Print the lines that run from the line with "pub const DEFAULT_STREAMSET: &str" to the line with "holding every object", keeping both end lines, exactly as they appear in the entries below, and nothing else.

Stored data.
■ ■ ■ ■
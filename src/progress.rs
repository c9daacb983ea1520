//! Progress reporting for batch transfers.

use indicatif::{MultiProgress, ProgressBar, ProgressStyle};
use std::sync::{Arc, OnceLock};

/// Optional global MultiProgress that allows multiple bars to render concurrently.
/// If unset, progress bars draw to the default terminal target.
static GLOBAL_MP: OnceLock<Arc<MultiProgress>> = OnceLock::new();

/// Install a global MultiProgress used by all subsequently created progress bars.
/// Safe to call once; additional calls are ignored.
pub fn set_global_multiprogress(mp: Arc<MultiProgress>) {
    let _ = GLOBAL_MP.set(mp);
}

fn new_bar(total: u64) -> ProgressBar {
    if let Some(mp) = GLOBAL_MP.get() {
        mp.add(ProgressBar::new(total))
    } else {
        ProgressBar::new(total)
    }
}

/// Count-style progress bar (files transferred out of total), with an optional label.
pub fn make_count_progress(total: u64, label: &str) -> ProgressBar {
    let pb = new_bar(total);
    let style = ProgressStyle::with_template(
        "{spinner:.green} {msg} {pos}/{len} [{bar:.cyan/blue}] {percent:>3}%  \
         elapsed: {elapsed_precise}  eta: {eta_precise}"
    )
    .unwrap_or_else(|_| ProgressStyle::default_bar())
    .progress_chars("█▉▊▋▌▍▎▏  ");
    pb.set_style(style);
    if !label.is_empty() {
        pb.set_message(label.to_string());
    }
    pb.enable_steady_tick(std::time::Duration::from_millis(100));
    pb
}
//! Newline-delimited JSON: decoding one remote object into records, and writing records back.

use crate::error::{DatalakeError, Result};
use crate::record::{is_retweet, KeepKeys, Record, CONNECTION_TYPE};
use serde_json::Value;
use std::io::{self, Write};

/// Decode the raw bytes of one remote object.
///
/// Every line is parsed up front, so a bad line fails the whole object with
/// `MalformedRecord` (1-based line number) before anything is yielded. Lines
/// end at `\n`, `\r\n` or a bare `\r`. Blank lines count as bad lines; a
/// trailing terminator does not. With retweets excluded every line must carry a
/// `connectionType` key, though any value is accepted. Retweet exclusion and key
/// projection happen lazily as the returned iterator is consumed.
pub fn decode_records(raw: &[u8], keep_keys: Option<&KeepKeys>, include_retweets: bool) -> Result<Records> {
    let text = std::str::from_utf8(raw)
        .map_err(|e| DatalakeError::malformed(0, format!("content is not UTF-8: {e}")))?;

    let mut rows = Vec::new();
    for (i, line) in split_lines(text).enumerate() {
        let lineno = i + 1;
        if line.trim().is_empty() {
            return Err(DatalakeError::malformed(lineno, "empty line"));
        }
        let row = match serde_json::from_str::<Value>(line) {
            Ok(Value::Object(map)) => map,
            Ok(_) => return Err(DatalakeError::malformed(lineno, "line is not a JSON object")),
            Err(e) => return Err(DatalakeError::malformed(lineno, e.to_string())),
        };
        if !include_retweets && !row.contains_key(CONNECTION_TYPE) {
            return Err(DatalakeError::malformed(lineno, format!("`{CONNECTION_TYPE}` missing")));
        }
        rows.push(row);
    }

    Ok(Records {
        rows: rows.into_iter(),
        keep_keys: keep_keys.cloned(),
        include_retweets,
    })
}

/// Lines of `text` split on `\n`, `\r\n` and `\r`, without the terminators.
fn split_lines(text: &str) -> impl Iterator<Item = &str> {
    let mut rest = text;
    std::iter::from_fn(move || {
        if rest.is_empty() {
            return None;
        }
        let (line, tail) = match rest.find(|c: char| c == '\n' || c == '\r') {
            Some(i) if rest[i..].starts_with("\r\n") => (&rest[..i], &rest[i + 2..]),
            Some(i) => (&rest[..i], &rest[i + 1..]),
            None => (rest, ""),
        };
        rest = tail;
        Some(line)
    })
}

/// Lazy, finite sequence of filtered records from one decoded object.
#[derive(Debug)]
pub struct Records {
    rows: std::vec::IntoIter<Record>,
    keep_keys: Option<KeepKeys>,
    include_retweets: bool,
}

impl Records {
    /// Rows still pending, before retweet filtering.
    pub fn remaining(&self) -> usize {
        self.rows.len()
    }
}

impl Iterator for Records {
    type Item = Record;

    fn next(&mut self) -> Option<Record> {
        loop {
            let row = self.rows.next()?;
            if !self.include_retweets && is_retweet(&row) {
                continue;
            }
            return Some(match &self.keep_keys {
                Some(keys) => keys.project(row),
                None => row,
            });
        }
    }
}

/// Minimal NDJSON writer over any byte sink.
/// Each record becomes one compact JSON line terminated by `\n`.
pub struct NdjsonWriter<W: Write> {
    w: W,
    written: u64,
}

impl<W: Write> NdjsonWriter<W> {
    pub fn new(w: W) -> Self {
        Self { w, written: 0 }
    }

    pub fn write_record(&mut self, record: &Record) -> io::Result<()> {
        serde_json::to_writer(&mut self.w, record)?;
        self.w.write_all(b"\n")?;
        self.written += 1;
        Ok(())
    }

    pub fn written(&self) -> u64 {
        self.written
    }

    /// Flush and hand back the sink.
    pub fn finish(mut self) -> io::Result<W> {
        self.w.flush()?;
        Ok(self.w)
    }
}
//! The storage-service seam. Everything above this module talks to a
//! `DataLakeFileSystem`; the concrete transport lives in submodules.

mod memory;
mod webhdfs;

pub use memory::MemoryFileSystem;
pub use webhdfs::{WebHdfsAuthenticator, WebHdfsFileSystem, DATALAKE_RESOURCE, DEFAULT_AUTHORITY};

use crate::config::ResolvedCredentials;
use crate::error::Result;
use crate::transfer::TransferOptions;
use std::path::Path;
use std::sync::Arc;

/// Remote filesystem operations. Paths are `/`-separated and relative to the store root.
pub trait DataLakeFileSystem: Send + Sync {
    /// Full paths of the direct children of `path`, in service order.
    /// A missing directory is `NotFound`.
    fn list(&self, path: &str) -> Result<Vec<String>>;

    fn exists(&self, path: &str) -> Result<bool>;

    /// Whole-object read.
    fn read(&self, path: &str) -> Result<Vec<u8>>;

    /// Create or truncate `path` with `data`.
    fn write(&self, path: &str, data: &[u8]) -> Result<()>;

    /// Append `data`, creating the object when missing.
    fn append(&self, path: &str, data: &[u8]) -> Result<()>;

    /// Remove a file or directory tree. Missing paths are not an error.
    fn delete(&self, path: &str) -> Result<()>;

    /// Copy one local file to `remote`, chunked as `opts` describes.
    fn upload_bulk(&self, local: &Path, remote: &str, opts: &TransferOptions) -> Result<()>;

    /// Copy one remote file to `local`, chunked as `opts` describes.
    fn download_bulk(&self, remote: &str, local: &Path, opts: &TransferOptions) -> Result<()>;
}

/// Turns credentials into a live filesystem handle (one network round-trip for real backends).
pub trait Authenticator {
    fn authenticate(&self, credentials: &ResolvedCredentials) -> Result<Arc<dyn DataLakeFileSystem>>;
}
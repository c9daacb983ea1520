//! Whole-file upload/download between local disk and the store.
//!
//! Chunking and thread fan-out happen inside the backend; this layer checks
//! the overwrite policy, derives destination names, and walks batches one
//! file at a time.

use crate::client::StorageClient;
use crate::error::{DatalakeError, Result};
use crate::paths::{join_remote, last_segment};
use crate::progress::make_count_progress;
use std::fs;
use std::path::{Path, PathBuf};
use walkdir::WalkDir;

/// Remote directory used by `upload_files` callers that have no better place.
pub const DEFAULT_UPLOAD_DIR: &str = "uploads";
/// Local directory used by `download_files` callers that have no better place.
pub const DEFAULT_DOWNLOAD_DIR: &str = "datalake-downloads";

const MIN_BUFFER: usize = 64 * 1024;
const MAX_THREADS: usize = 64;

/// Transfer tuning with builder chaining. Defaults match the historical
/// large-buffer setup: 4 threads, 16 MiB buffers and blocks, overwrite on.
///
/// Fields are only reachable through the `with_*` builders, so threads stay
/// in `1..=64` and both sizes stay at or above 64 KiB.
#[derive(Clone, Debug)]
pub struct TransferOptions {
    nthreads: usize,
    buffer_size: usize, // bytes handled by one worker
    block_size: usize,  // bytes per request
    overwrite: bool,
    progress: bool,     // count bar for batch transfers
}

impl Default for TransferOptions {
    fn default() -> Self {
        Self {
            nthreads: 4,
            buffer_size: 1 << 24,
            block_size: 1 << 24,
            overwrite: true,
            progress: false,
        }
    }
}

impl TransferOptions {
    pub fn with_threads(mut self, n: usize) -> Self {
        self.nthreads = n.clamp(1, MAX_THREADS);
        self
    }
    pub fn with_buffer_size(mut self, bytes: usize) -> Self {
        self.buffer_size = bytes.max(MIN_BUFFER);
        self
    }
    pub fn with_block_size(mut self, bytes: usize) -> Self {
        self.block_size = bytes.max(MIN_BUFFER);
        self
    }
    pub fn with_overwrite(mut self, yes: bool) -> Self {
        self.overwrite = yes;
        self
    }
    pub fn with_progress(mut self, yes: bool) -> Self {
        self.progress = yes;
        self
    }

    pub fn nthreads(&self) -> usize {
        self.nthreads
    }
    pub fn buffer_size(&self) -> usize {
        self.buffer_size
    }
    pub fn block_size(&self) -> usize {
        self.block_size
    }
    pub fn overwrite(&self) -> bool {
        self.overwrite
    }
    pub fn progress(&self) -> bool {
        self.progress
    }
}

/// Upload one local file to `remote_path`.
/// With `overwrite` off, an existing destination fails before any bytes move.
pub fn upload_file(client: &StorageClient, local_path: &Path, remote_path: &str, opts: &TransferOptions) -> Result<()> {
    if !opts.overwrite && client.exists(remote_path)? {
        return Err(DatalakeError::AlreadyExists(remote_path.to_string()));
    }
    tracing::info!("uploading {} -> {}", local_path.display(), remote_path);
    client.filesystem().upload_bulk(local_path, remote_path, opts)
}

/// Download `remote_path` into `local_path`.
pub fn download_file(client: &StorageClient, remote_path: &str, local_path: &Path, opts: &TransferOptions) -> Result<()> {
    if !opts.overwrite && local_path.exists() {
        return Err(DatalakeError::AlreadyExists(local_path.display().to_string()));
    }
    tracing::info!("downloading {} -> {}", remote_path, local_path.display());
    client.filesystem().download_bulk(remote_path, local_path, opts)
}

/// Upload each file into `remote_dir`, keeping its file name.
/// Returns the remote paths written, in input order. Stops at the first failure.
pub fn upload_files<P: AsRef<Path>>(
    client: &StorageClient,
    local_paths: &[P],
    remote_dir: &str,
    opts: &TransferOptions,
) -> Result<Vec<String>> {
    let pb = opts.progress.then(|| make_count_progress(local_paths.len() as u64, "Uploading"));
    let mut written = Vec::with_capacity(local_paths.len());
    for local in local_paths {
        let local = local.as_ref();
        let name = local.to_string_lossy();
        let remote = join_remote(remote_dir, last_segment(&name));
        upload_file(client, local, &remote, opts)?;
        written.push(remote);
        if let Some(pb) = &pb {
            pb.inc(1);
        }
    }
    if let Some(pb) = pb {
        pb.finish_with_message("upload complete");
    }
    Ok(written)
}

/// Download each remote file into `local_dir` (created if missing), keeping its file name.
pub fn download_files<S: AsRef<str>>(
    client: &StorageClient,
    remote_paths: &[S],
    local_dir: &Path,
    opts: &TransferOptions,
) -> Result<Vec<PathBuf>> {
    fs::create_dir_all(local_dir).map_err(|e| DatalakeError::io(local_dir, e))?;
    let pb = opts.progress.then(|| make_count_progress(remote_paths.len() as u64, "Downloading"));
    let mut written = Vec::with_capacity(remote_paths.len());
    for remote in remote_paths {
        let remote = remote.as_ref();
        let local = local_dir.join(last_segment(remote));
        download_file(client, remote, &local, opts)?;
        written.push(local);
        if let Some(pb) = &pb {
            pb.inc(1);
        }
    }
    if let Some(pb) = pb {
        pb.finish_with_message("download complete");
    }
    Ok(written)
}

/// Upload every file below `local_dir`, mirroring relative paths under `remote_dir`.
/// Files are visited in name order.
pub fn upload_directory(
    client: &StorageClient,
    local_dir: &Path,
    remote_dir: &str,
    opts: &TransferOptions,
) -> Result<Vec<String>> {
    let mut jobs = Vec::new();
    for entry in WalkDir::new(local_dir).min_depth(1).sort_by_file_name() {
        let entry = entry.map_err(|e| {
            let path = e.path().unwrap_or(local_dir).to_path_buf();
            DatalakeError::io(path, e.into())
        })?;
        if !entry.file_type().is_file() {
            continue;
        }
        let rel = entry.path().strip_prefix(local_dir).unwrap_or(entry.path());
        let rel = rel.components().map(|c| c.as_os_str().to_string_lossy()).collect::<Vec<_>>().join("/");
        jobs.push((entry.into_path(), join_remote(remote_dir, &rel)));
    }

    let pb = opts.progress.then(|| make_count_progress(jobs.len() as u64, "Uploading"));
    let mut written = Vec::with_capacity(jobs.len());
    for (local, remote) in jobs {
        upload_file(client, &local, &remote, opts)?;
        written.push(remote);
        if let Some(pb) = &pb {
            pb.inc(1);
        }
    }
    if let Some(pb) = pb {
        pb.finish_with_message("upload complete");
    }
    Ok(written)
}
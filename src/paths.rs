//! Remote path construction for the social-content hierarchy:
//! `streamsets/{streamset}/{index}/{YYYY-MM-DD}`.

use crate::date::ReadDate;
use crate::error::{DatalakeError, Result};

/// Top-level directory holding every stream-set.
pub const STREAMSETS_ROOT: &str = "streamsets";

/// Default stream-set for production social data.
pub const DEFAULT_STREAMSET: &str = "prod";

/// Marker that flags in-progress or partial writes.
pub const TEMP_MARKER: &str = "_tmp";

/// `streamsets/{streamset}`: the directory whose children are topic indices.
pub fn streamset_path(streamset: &str) -> String {
    format!("{STREAMSETS_ROOT}/{streamset}")
}

/// Directory holding every object written for `index` on `date`.
///
/// `streamset` and `index` are passed through untouched. `date` may be a
/// `time::Date`, a `ReadDate`, or an ISO `YYYY-MM-DD` string; anything else
/// fails with `InvalidArgument`.
pub fn resolve_index_path<D>(streamset: &str, index: &str, date: D) -> Result<String>
where
    D: TryInto<ReadDate>,
    DatalakeError: From<D::Error>,
{
    let date: ReadDate = date.try_into()?;
    Ok(format!("{STREAMSETS_ROOT}/{streamset}/{index}/{date}"))
}

/// Temp files are never decoded.
pub fn is_temp_file(path: &str) -> bool {
    path.contains(TEMP_MARKER)
}

/// Final `/`-separated segment; trailing slashes are ignored.
pub fn last_segment(path: &str) -> &str {
    let trimmed = path.trim_end_matches(['/', '\\']);
    trimmed.rsplit(['/', '\\']).next().unwrap_or(trimmed)
}

/// Join a remote directory and a child name with exactly one `/`.
pub fn join_remote(dir: &str, name: &str) -> String {
    let dir = dir.trim_end_matches('/');
    let name = name.trim_start_matches('/');
    if dir.is_empty() {
        name.to_string()
    } else {
        format!("{dir}/{name}")
    }
}

/// Strip leading slashes so every remote path is relative to the store root.
pub fn normalize_remote(path: &str) -> &str {
    path.trim_start_matches('/')
}
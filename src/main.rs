use anyhow::{Context, Result};
use datalake_utils::{
    create_client, init_tracing_once, list_documents_for_date, ClientOptions, KeepKeys, ReadDate, DEFAULT_STREAMSET,
};
use time::OffsetDateTime;

fn main() -> Result<()> {
    init_tracing_once();

    let mut args = std::env::args().skip(1);
    let index = args.next().context("usage: datalake-utils <index> [YYYY-MM-DD] [streamset]")?;
    let date = match args.next() {
        Some(s) => s.parse::<ReadDate>()?,
        None => ReadDate::new(OffsetDateTime::now_utc().date()),
    };
    let streamset = args.next().unwrap_or_else(|| DEFAULT_STREAMSET.to_string());

    let client = create_client(&ClientOptions::social()).context("creating social datalake client")?;
    let keep = KeepKeys::social_default();
    let mut docs = list_documents_for_date(&client, &streamset, &index, date, Some(&keep), false)
        .with_context(|| format!("listing {index} for {date}"))?;

    let mut count = 0u64;
    let mut first = None;
    for doc in docs.by_ref() {
        if first.is_none() {
            first = Some(doc);
        }
        count += 1;
    }

    println!("Read {} records from {} files ({} skipped)", count, docs.files_read(), docs.skipped().len());
    if let Some(doc) = first {
        println!("{}", serde_json::to_string_pretty(&doc)?);
    }
    Ok(())
}
use super::util::draw_probabilities;
use super::{SolveOptions, Solver};
use crate::statearray::rank_index;
use crate::{CardCount, ACE};

impl Solver {
    /// Expected return of splitting a pair of `pair_rank`, summed over both
    /// sub-hands.
    ///
    /// The first sub-hand draws, then the second draws from what is left, and
    /// both are played against the same remaining composition. The remaining
    /// split budget goes to whichever sub-hand was dealt another `pair_rank`,
    /// the first one winning when both were. Split aces without further
    /// decisions just stand on their two cards.
    pub(super) fn split_expectation(
        &mut self,
        pair_rank: u8,
        dealer_up_card: u8,
        unseen: &CardCount,
        options: SolveOptions,
        probabilities: &[f64; 10],
    ) -> f64 {
        let remaining_splits = options.max_splits.saturating_sub(1);
        let sub_options = SolveOptions {
            can_double: options.can_double && options.allow_das,
            can_insure: false,
            can_surrender: false,
            ..options
        };
        let peeked = options.peek_policy.dealer_peeks(dealer_up_card);
        let aces_stand = pair_rank == ACE && !options.allow_decisions_after_split_aces;

        let mut expectation = 0.0;
        for card in CardCount::ranks() {
            if unseen[card] == 0 {
                continue;
            }
            let mut first_unseen = *unseen;
            first_unseen.remove_card(card);
            let second_probabilities = draw_probabilities(&first_unseen, dealer_up_card, peeked);

            for card2 in CardCount::ranks() {
                if first_unseen[card2] == 0 {
                    continue;
                }
                let mut both_unseen = first_unseen;
                both_unseen.remove_card(card2);
                let weight = probabilities[rank_index(card)] * second_probabilities[rank_index(card2)];

                let mut first = CardCount::default();
                first.add_card(pair_rank);
                first.add_card(card);
                let mut second = CardCount::default();
                second.add_card(pair_rank);
                second.add_card(card2);

                let value = if aces_stand {
                    self.stand_expectation(first.value_and_soft().0, dealer_up_card, &both_unseen, &options)
                        + self.stand_expectation(
                            second.value_and_soft().0,
                            dealer_up_card,
                            &both_unseen,
                            &options,
                        )
                } else {
                    let (first_splits, second_splits) = if pair_rank == ACE {
                        (0, 0)
                    } else if card == pair_rank {
                        (remaining_splits, 0)
                    } else {
                        (0, remaining_splits)
                    };
                    self.best_expectation(
                        &first,
                        dealer_up_card,
                        &both_unseen,
                        SolveOptions {
                            max_splits: first_splits,
                            ..sub_options
                        },
                    ) + self.best_expectation(
                        &second,
                        dealer_up_card,
                        &both_unseen,
                        SolveOptions {
                            max_splits: second_splits,
                            ..sub_options
                        },
                    )
                };
                expectation += value * weight;
            }
        }
        expectation
    }
}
■ ■ ■ ■
WRITTEN ANSWER.
pub const DEFAULT_STREAMSET: &str = "prod";

/// Marker that flags in-progress or partial writes.
pub const TEMP_MARKER: &str = "_tmp";

/// `streamsets/{streamset}`: the directory whose children are topic indices.
pub fn streamset_path(streamset: &str) -> String {
    format!("{STREAMSETS_ROOT}/{streamset}")
}

/// Directory holding every object written for `index` on `date`.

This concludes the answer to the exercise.